YOUR TASK: Which lines in the data below contain the word "Completed"? Return each of them.

Stored items:

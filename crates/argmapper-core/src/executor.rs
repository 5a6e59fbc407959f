//! Chain execution.
//!
//! The executor runs one candidate chain against a private copy of the base
//! environment. Each converter receives exactly the subset of the working
//! environment matching its inputs, and only its declared outputs are merged
//! back. The first failure stops the chain; it never aborts the resolution.

use anyhow::anyhow;
use argmapper_types::{ArgKey, Environment};
use tracing::{debug, trace};

use crate::cache::InvocationCache;
use crate::converter::{Converter, ConverterId, Invocation};
use crate::planner::Chain;
use crate::result::{ConverterError, Outcome};
use crate::target::Target;

/// Normalized converter output: produced values, an explicit absence, or an error.
pub type StepOutput = Result<Option<Environment>, ConverterError>;

impl From<Invocation> for StepOutput {
    fn from(invocation: Invocation) -> Self {
        match invocation {
            Invocation::Produced(env) => Ok(Some(env)),
            Invocation::Absent => Ok(None),
            Invocation::Failed(e) => Err(ConverterError::new(e)),
        }
    }
}

/// How one chain run ended.
#[derive(Debug)]
pub enum ChainRun {
    /// Every step ran; holds the target's required values.
    Completed(Environment),
    /// A step failed or an input was missing.
    Failed(Outcome),
    /// Stopped between steps because the run was no longer wanted.
    Cancelled,
}

pub struct Executor<'a> {
    converters: &'a [Converter],
    cache: Option<&'a InvocationCache>,
}

impl<'a> Executor<'a> {
    pub fn new(converters: &'a [Converter]) -> Self {
        Self {
            converters,
            cache: None,
        }
    }

    pub fn with_cache(mut self, cache: Option<&'a InvocationCache>) -> Self {
        self.cache = cache;
        self
    }

    /// Run `chain` from `base`. `cancelled` is polled before each step.
    pub fn run(
        &self,
        chain: &Chain,
        base: &Environment,
        target: &Target,
        cancelled: &(dyn Fn() -> bool + Sync),
    ) -> ChainRun {
        let mut working = base.clone();

        for (step, id) in chain.steps().iter().enumerate() {
            if cancelled() {
                trace!(chain = %chain, step, "chain cancelled");
                return ChainRun::Cancelled;
            }

            let Some(converter) = self.converters.get(id.0) else {
                return ChainRun::Failed(Outcome::ConversionError {
                    step,
                    converter: id.to_string(),
                    error: ConverterError::new(anyhow!("unknown converter {}", id)),
                });
            };

            if let Some(outcome) = missing_input(&working, converter.inputs()) {
                return ChainRun::Failed(outcome);
            }
            let input = working
                .subset(converter.inputs())
                .unwrap_or_default();

            trace!(converter = converter.name(), step, "invoking converter");
            match self.invoke(*id, converter, input) {
                Ok(Some(produced)) => {
                    if let Err(error) = merge_outputs(&mut working, converter, produced) {
                        debug!(converter = converter.name(), step, error = %error, "bad converter output");
                        return ChainRun::Failed(Outcome::ConversionError {
                            step,
                            converter: converter.name().to_string(),
                            error,
                        });
                    }
                }
                Ok(None) => {
                    debug!(converter = converter.name(), step, "converter returned no value");
                    return ChainRun::Failed(Outcome::ConversionFailed {
                        step,
                        converter: converter.name().to_string(),
                    });
                }
                Err(error) => {
                    debug!(converter = converter.name(), step, error = %error, "converter failed");
                    return ChainRun::Failed(Outcome::ConversionError {
                        step,
                        converter: converter.name().to_string(),
                        error,
                    });
                }
            }
        }

        if let Some(outcome) = missing_input(&working, target.required()) {
            return ChainRun::Failed(outcome);
        }
        ChainRun::Completed(working.subset(target.required()).unwrap_or_default())
    }

    fn invoke(&self, id: ConverterId, converter: &Converter, input: Environment) -> StepOutput {
        let call = |input: Environment| StepOutput::from(converter.invoke(input));
        match self.cache {
            Some(cache) => cache.get_or_invoke(id, input, call),
            None => call(input),
        }
    }
}

fn missing_input<'k>(
    env: &Environment,
    keys: impl IntoIterator<Item = &'k ArgKey>,
) -> Option<Outcome> {
    let missing = env.missing(keys);
    let key = missing.first()?.clone();
    Some(Outcome::MissingInput {
        key,
        unresolved: missing,
        cycles: Vec::new(),
    })
}

/// Copy the converter's declared outputs from `produced` into `working`.
fn merge_outputs(
    working: &mut Environment,
    converter: &Converter,
    produced: Environment,
) -> Result<(), ConverterError> {
    for key in converter.outputs() {
        let value = produced.get(key).ok_or_else(|| {
            ConverterError::new(anyhow!("did not produce declared output `{}`", key))
        })?;
        working
            .insert(key.clone(), value.clone())
            .map_err(|e| ConverterError::new(e.into()))?;
    }
    Ok(())
}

RESULT OF THIS EXERCISE:
    Completed(Environment),
        ChainRun::Completed(working.subset(target.required()).unwrap_or_default())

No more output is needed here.